3. Results and discussion
3.1 Evaluation of electrode surface
The impedance of an untreated gold electrode, a probe without a loop structure, and a gold electrode modified with a probe having a loop structure were each measured to confirm whether the loop structure was properly formed (Fig. 2). The diameter of the semicircle in the graph showing charge transfer resistance increased significantly for the probe-modified electrode without the refolding treatment compared to the untreated electrode, suggesting that the probe was immobilized on the electrode.
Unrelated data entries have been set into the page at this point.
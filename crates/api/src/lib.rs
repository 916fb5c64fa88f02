//! HTTP API server exposing the post-purchase confirmation saga.
//!
//! Provides a synchronous and a streaming (SSE) confirmation endpoint, with
//! structured logging (tracing) and Prometheus metrics.

pub mod config;
pub mod error;
pub mod routes;

use std::sync::Arc;

use axum::Router;
use axum::routing::{get, post};
use metrics_exporter_prometheus::PrometheusHandle;
use saga::{CompletionScheduler, HttpTransport, SagaCoordinator, StepTransport};
use tower_http::cors::{Any, CorsLayer};
use tower_http::trace::TraceLayer;

use config::Config;
use error::ApiError;
use routes::confirmations::AppState;

/// Creates the Axum application router with all routes and shared state.
pub fn create_app<T: StepTransport + 'static>(
    state: Arc<AppState<T>>,
    metrics_handle: PrometheusHandle,
) -> Router {
    let metrics_router = Router::new()
        .route("/metrics", get(routes::observability::metrics))
        .with_state(metrics_handle);

    Router::new()
        .route("/health", get(routes::observability::health))
        .route("/confirmations", post(routes::confirmations::confirm::<T>))
        .route(
            "/confirmations/stream",
            post(routes::confirmations::confirm_stream::<T>),
        )
        .with_state(state)
        .merge(metrics_router)
        .layer(
            CorsLayer::new()
                .allow_origin(Any)
                .allow_methods(Any)
                .allow_headers(Any),
        )
        .layer(TraceLayer::new_for_http())
}

/// Creates application state around the given transport.
pub fn create_state<T: StepTransport>(config: &Config, transport: T) -> Arc<AppState<T>> {
    Arc::new(AppState {
        coordinator: SagaCoordinator::new(&config.saga, transport),
        scheduler: CompletionScheduler::new(config.saga.follow_up.clone()),
        keep_alive: config.keep_alive,
    })
}

/// Creates the default application state, talking to the real services over HTTP.
pub fn create_default_state(config: &Config) -> Result<Arc<AppState<HttpTransport>>, ApiError> {
    let transport = HttpTransport::new()?;
    Ok(create_state(config, transport))
}
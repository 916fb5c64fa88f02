//! The caller's side of a saga run: liveness and progress delivery.

use tokio::sync::mpsc;
use tokio_util::sync::{CancellationToken, DropGuard};

use crate::events::SagaProgress;

/// Context owned by whoever started a saga run.
///
/// Tearing it down stops every further observable effect of the run: no
/// more progress, no report, no follow-up transition. Calls already in
/// flight may finish, but their results are discarded.
#[derive(Debug, Clone, Default)]
pub struct CallerContext {
    token: CancellationToken,
    progress: Option<mpsc::UnboundedSender<SagaProgress>>,
}

impl CallerContext {
    /// Creates a live context that does not observe progress.
    pub fn new() -> Self {
        Self::default()
    }

    /// Creates a live context and the receiving end of its progress stream.
    pub fn with_progress() -> (Self, mpsc::UnboundedReceiver<SagaProgress>) {
        let (tx, rx) = mpsc::unbounded_channel();
        let ctx = Self {
            token: CancellationToken::new(),
            progress: Some(tx),
        };
        (ctx, rx)
    }

    /// Returns true until the context is torn down.
    pub fn is_live(&self) -> bool {
        !self.token.is_cancelled()
    }

    /// Tears the context down.
    pub fn tear_down(&self) {
        self.token.cancel();
    }

    /// Returns a guard that tears the context down when dropped.
    pub fn drop_guard(&self) -> DropGuard {
        self.token.clone().drop_guard()
    }

    /// Returns the liveness token.
    pub fn token(&self) -> &CancellationToken {
        &self.token
    }

    /// Delivers a progress event if the context is still live.
    ///
    /// Returns false once torn down. A dropped receiver does not count as
    /// teardown.
    pub fn emit(&self, event: SagaProgress) -> bool {
        if !self.is_live() {
            tracing::trace!(event = event.event_type(), "progress suppressed after teardown");
            return false;
        }
        if let Some(tx) = &self.progress {
            let _ = tx.send(event);
        }
        true
    }
}

#[cfg(test)]
mod tests {
    use super::*;
    use crate::steps::StepName;

    #[test]
    fn test_emit_delivers_while_live() {
        let (ctx, mut rx) = CallerContext::with_progress();
        assert!(ctx.emit(SagaProgress::Validating));
        assert_eq!(rx.try_recv().unwrap(), SagaProgress::Validating);
    }

    #[test]
    fn test_emit_is_suppressed_after_teardown() {
        let (ctx, mut rx) = CallerContext::with_progress();
        ctx.tear_down();
        assert!(!ctx.is_live());
        assert!(!ctx.emit(SagaProgress::StepStarted {
            step: StepName::CreateRecord
        }));
        assert!(rx.try_recv().is_err());
    }

    #[test]
    fn test_drop_guard_tears_down() {
        let ctx = CallerContext::new();
        {
            let _guard = ctx.drop_guard();
            assert!(ctx.is_live());
        }
        assert!(!ctx.is_live());
    }

    #[test]
    fn test_clones_share_liveness() {
        let ctx = CallerContext::new();
        let clone = ctx.clone();
        clone.tear_down();
        assert!(!ctx.is_live());
    }

    #[test]
    fn test_emit_without_observer_still_reports_liveness() {
        let ctx = CallerContext::new();
        assert!(ctx.emit(SagaProgress::Validating));
    }
}
//! Shared identifier types for the confirmation saga.

mod types;

pub use types::{RecordId, RunId};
In addition, the diameter of the semicircle of the probe-modified electrode with refolding treatment increased further, suggesting that the probe formed a loop structure, which increased the charge transfer resistance on the electrode surface, suggesting that the probe was modified with an appropriate loop structure.
3.2 Detection of target DNA by CV measurement
The results of CV measurement without and with target DNA are shown in Fig. 3. A decrease in the oxidation peak was observed when the target DNA was added. It is thought that the mediator, which had formed a loop structure and approached the electrode surface, was moved away from the electrode when the probe complemented the target, thereby decreasing the electron transfer efficiency and decreasing the current.
3.3 Specificity and selectivity evaluation of probe-modified electrode
Megabalanus roseus DNA and DNA of a different sequence were added as probe targets (Fig. 4 (a) and (b)). The decrease in the oxidation peak was observed only when Megabalanus roseus DNA was added, confirming the specificity of the newly designed probe. Furthermore, when two types of DNA were added to the same electrode, a large decrease in the oxidation peak was observed only when Megabalanus roseus DNA was added (Fig. 5), confirming the selectivity of the newly designed probe.